== MATERIAL PROVIDED ==
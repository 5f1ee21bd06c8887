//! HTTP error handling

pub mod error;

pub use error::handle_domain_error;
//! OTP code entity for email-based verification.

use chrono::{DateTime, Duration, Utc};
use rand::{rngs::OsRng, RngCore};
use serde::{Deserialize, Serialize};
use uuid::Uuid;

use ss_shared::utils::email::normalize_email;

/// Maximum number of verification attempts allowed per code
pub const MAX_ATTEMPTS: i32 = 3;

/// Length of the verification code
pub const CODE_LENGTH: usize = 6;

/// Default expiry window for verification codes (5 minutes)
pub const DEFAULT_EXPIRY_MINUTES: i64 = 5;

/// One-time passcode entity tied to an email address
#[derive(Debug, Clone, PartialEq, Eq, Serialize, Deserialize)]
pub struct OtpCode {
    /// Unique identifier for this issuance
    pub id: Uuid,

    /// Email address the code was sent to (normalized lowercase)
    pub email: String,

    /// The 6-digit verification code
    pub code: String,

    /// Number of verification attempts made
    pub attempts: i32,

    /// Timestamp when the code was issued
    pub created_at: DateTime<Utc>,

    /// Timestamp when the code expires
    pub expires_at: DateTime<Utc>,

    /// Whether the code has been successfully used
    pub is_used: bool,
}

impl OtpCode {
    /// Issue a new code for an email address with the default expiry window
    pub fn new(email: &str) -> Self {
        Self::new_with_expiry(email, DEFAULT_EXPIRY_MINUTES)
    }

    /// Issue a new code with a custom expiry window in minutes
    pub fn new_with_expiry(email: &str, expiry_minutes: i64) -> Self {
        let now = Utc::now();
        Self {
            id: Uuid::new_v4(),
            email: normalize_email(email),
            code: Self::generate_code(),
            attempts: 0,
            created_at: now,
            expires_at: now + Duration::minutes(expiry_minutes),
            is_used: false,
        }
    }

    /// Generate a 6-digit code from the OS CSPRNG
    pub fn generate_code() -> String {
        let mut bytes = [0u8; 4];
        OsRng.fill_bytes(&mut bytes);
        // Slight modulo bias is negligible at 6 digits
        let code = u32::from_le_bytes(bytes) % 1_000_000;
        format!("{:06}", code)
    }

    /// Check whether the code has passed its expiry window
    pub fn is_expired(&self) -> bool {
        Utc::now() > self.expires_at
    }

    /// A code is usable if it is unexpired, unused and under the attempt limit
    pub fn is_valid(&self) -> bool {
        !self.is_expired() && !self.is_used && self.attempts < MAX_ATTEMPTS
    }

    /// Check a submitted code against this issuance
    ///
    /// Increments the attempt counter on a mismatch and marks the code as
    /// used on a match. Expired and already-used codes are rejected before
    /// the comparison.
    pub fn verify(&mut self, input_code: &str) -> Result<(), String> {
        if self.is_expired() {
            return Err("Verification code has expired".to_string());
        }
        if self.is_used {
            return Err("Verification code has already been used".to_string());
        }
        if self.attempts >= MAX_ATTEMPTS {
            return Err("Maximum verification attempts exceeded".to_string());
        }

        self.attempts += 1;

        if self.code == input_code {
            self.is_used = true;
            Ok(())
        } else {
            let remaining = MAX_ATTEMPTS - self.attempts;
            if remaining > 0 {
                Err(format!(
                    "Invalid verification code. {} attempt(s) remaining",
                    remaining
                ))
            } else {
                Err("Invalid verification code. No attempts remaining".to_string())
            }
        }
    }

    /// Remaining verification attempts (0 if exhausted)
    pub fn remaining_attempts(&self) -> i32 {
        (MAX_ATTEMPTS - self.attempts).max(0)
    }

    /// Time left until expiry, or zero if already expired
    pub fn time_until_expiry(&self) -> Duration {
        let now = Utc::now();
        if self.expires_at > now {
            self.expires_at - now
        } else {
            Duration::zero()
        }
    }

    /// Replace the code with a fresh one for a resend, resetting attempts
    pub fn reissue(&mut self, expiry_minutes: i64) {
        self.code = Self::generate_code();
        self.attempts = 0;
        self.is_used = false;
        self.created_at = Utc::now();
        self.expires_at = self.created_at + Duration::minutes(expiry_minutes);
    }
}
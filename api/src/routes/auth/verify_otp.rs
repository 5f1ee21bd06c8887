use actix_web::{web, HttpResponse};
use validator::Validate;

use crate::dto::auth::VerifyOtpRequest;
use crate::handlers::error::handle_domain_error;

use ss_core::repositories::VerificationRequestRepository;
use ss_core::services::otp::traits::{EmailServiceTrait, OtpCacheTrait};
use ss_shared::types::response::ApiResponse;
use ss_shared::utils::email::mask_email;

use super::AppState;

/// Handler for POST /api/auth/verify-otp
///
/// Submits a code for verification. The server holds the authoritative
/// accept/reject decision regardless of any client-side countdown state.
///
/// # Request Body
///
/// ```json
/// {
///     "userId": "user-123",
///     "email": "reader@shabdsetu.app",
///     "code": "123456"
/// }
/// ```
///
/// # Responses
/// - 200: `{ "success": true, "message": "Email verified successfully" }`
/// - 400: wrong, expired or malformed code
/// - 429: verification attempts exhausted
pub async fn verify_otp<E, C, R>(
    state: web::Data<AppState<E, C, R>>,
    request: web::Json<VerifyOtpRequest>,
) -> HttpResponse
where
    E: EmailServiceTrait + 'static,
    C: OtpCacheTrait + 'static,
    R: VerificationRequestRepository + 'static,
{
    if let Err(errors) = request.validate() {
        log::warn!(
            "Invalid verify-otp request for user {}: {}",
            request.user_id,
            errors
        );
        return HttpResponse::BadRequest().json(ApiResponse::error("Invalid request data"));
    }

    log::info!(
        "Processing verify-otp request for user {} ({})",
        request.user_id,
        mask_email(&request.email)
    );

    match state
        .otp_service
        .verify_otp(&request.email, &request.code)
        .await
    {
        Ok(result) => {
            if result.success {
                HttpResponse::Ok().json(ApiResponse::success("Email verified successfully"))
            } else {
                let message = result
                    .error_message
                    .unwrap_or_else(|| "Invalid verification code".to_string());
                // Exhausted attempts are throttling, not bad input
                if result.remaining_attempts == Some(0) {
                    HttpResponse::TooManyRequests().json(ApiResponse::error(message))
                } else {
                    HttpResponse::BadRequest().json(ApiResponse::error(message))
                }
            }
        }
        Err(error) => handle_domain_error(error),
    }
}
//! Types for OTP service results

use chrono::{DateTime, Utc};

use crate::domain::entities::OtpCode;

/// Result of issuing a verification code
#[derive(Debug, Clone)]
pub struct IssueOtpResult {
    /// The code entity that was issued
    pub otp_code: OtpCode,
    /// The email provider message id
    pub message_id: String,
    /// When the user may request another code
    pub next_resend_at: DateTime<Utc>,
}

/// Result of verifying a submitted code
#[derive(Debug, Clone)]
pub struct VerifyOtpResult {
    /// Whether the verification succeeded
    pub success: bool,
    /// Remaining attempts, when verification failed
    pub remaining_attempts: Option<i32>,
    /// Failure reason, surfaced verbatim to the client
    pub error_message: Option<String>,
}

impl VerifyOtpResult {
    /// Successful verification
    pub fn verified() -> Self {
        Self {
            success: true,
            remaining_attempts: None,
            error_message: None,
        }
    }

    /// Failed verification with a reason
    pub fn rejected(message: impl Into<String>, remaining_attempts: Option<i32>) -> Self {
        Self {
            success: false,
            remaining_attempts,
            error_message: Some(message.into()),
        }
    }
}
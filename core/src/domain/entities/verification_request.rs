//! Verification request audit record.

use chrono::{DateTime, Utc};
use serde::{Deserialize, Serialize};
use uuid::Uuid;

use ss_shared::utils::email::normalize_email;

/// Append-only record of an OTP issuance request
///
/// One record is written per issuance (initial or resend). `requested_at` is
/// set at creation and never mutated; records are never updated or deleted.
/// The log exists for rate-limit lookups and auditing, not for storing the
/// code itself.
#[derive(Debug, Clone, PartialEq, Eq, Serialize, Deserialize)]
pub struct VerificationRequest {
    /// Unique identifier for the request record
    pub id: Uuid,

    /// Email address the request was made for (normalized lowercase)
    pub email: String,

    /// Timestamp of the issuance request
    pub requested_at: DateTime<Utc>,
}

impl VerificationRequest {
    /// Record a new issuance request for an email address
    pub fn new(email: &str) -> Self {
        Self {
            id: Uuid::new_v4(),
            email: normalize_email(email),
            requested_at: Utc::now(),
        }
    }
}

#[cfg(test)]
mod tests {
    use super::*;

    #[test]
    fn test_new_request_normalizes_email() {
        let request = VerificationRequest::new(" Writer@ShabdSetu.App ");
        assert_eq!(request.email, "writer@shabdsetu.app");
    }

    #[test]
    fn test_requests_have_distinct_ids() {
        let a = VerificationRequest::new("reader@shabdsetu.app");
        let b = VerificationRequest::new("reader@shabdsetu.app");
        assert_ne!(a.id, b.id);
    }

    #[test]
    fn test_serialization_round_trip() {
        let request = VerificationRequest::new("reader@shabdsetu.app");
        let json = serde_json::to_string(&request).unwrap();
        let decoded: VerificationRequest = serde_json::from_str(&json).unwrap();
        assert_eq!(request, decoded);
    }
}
===
### TASK STATEMENT:
Search the data above for the string "verified". Report every line where it is found.

### RESULT BELOW:
/// - 200: `{ "success": true, "message": "Email verified successfully" }`
                HttpResponse::Ok().json(ApiResponse::success("Email verified successfully"))
    pub fn verified() -> Self {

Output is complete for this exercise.